» Task prompt
How many lines in the records below contain the word "ChangeOfCharacter"? State that number and nothing more.

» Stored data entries
----------

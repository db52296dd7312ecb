//! Zones and signals: the typed output of pattern detection.

use chrono::{DateTime, Utc};
use serde::{Deserialize, Serialize};

use crate::session::Session;

/// Directional bias of a detected structure.
#[derive(Debug, Clone, Copy, PartialEq, Eq, Hash, Serialize, Deserialize)]
#[serde(rename_all = "snake_case")]
pub enum Bias {
    Bullish,
    Bearish,
}

impl Bias {
    pub fn opposite(self) -> Self {
        match self {
            Self::Bullish => Self::Bearish,
            Self::Bearish => Self::Bullish,
        }
    }

    /// +1 for bullish, -1 for bearish.
    pub fn sign(self) -> i32 {
        match self {
            Self::Bullish => 1,
            Self::Bearish => -1,
        }
    }
}

/// Which detector produced a zone.
#[derive(Debug, Clone, Copy, PartialEq, Eq, PartialOrd, Ord, Hash, Serialize, Deserialize)]
#[serde(rename_all = "snake_case")]
pub enum ZoneKind {
    FairValueGap,
    OrderBlock,
    OrderBlockFlip,
    BreakerBlock,
    BreakOfStructure,
    ChangeOfCharacter,
    LiquidityPool,
}

impl ZoneKind {
    pub fn name(self) -> &'static str {
        match self {
            Self::FairValueGap => "fair_value_gap",
            Self::OrderBlock => "order_block",
            Self::OrderBlockFlip => "order_block_flip",
            Self::BreakerBlock => "breaker_block",
            Self::BreakOfStructure => "break_of_structure",
            Self::ChangeOfCharacter => "change_of_character",
            Self::LiquidityPool => "liquidity_pool",
        }
    }
}

/// A price zone anchored at one bar of the scanned slice.
///
/// Zones are scoped to one detection pass: `anchor_index` indexes the slice
/// that was scanned, not any global timeline.
#[derive(Debug, Clone, Copy, PartialEq, Serialize, Deserialize)]
pub struct Zone {
    pub anchor_index: usize,
    pub low: f64,
    pub high: f64,
    pub bias: Bias,
    pub kind: ZoneKind,
}

impl Zone {
    pub fn new(anchor_index: usize, a: f64, b: f64, bias: Bias, kind: ZoneKind) -> Self {
        Self {
            anchor_index,
            low: a.min(b),
            high: a.max(b),
            bias,
            kind,
        }
    }
}

/// A tagged event attached to a specific bar.
#[derive(Debug, Clone, PartialEq, Serialize, Deserialize)]
pub struct Signal {
    pub time: DateTime<Utc>,
    pub bar_index: usize,
    pub kind: ZoneKind,
    pub bias: Bias,
    pub session: Session,
}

----------

» Reply
2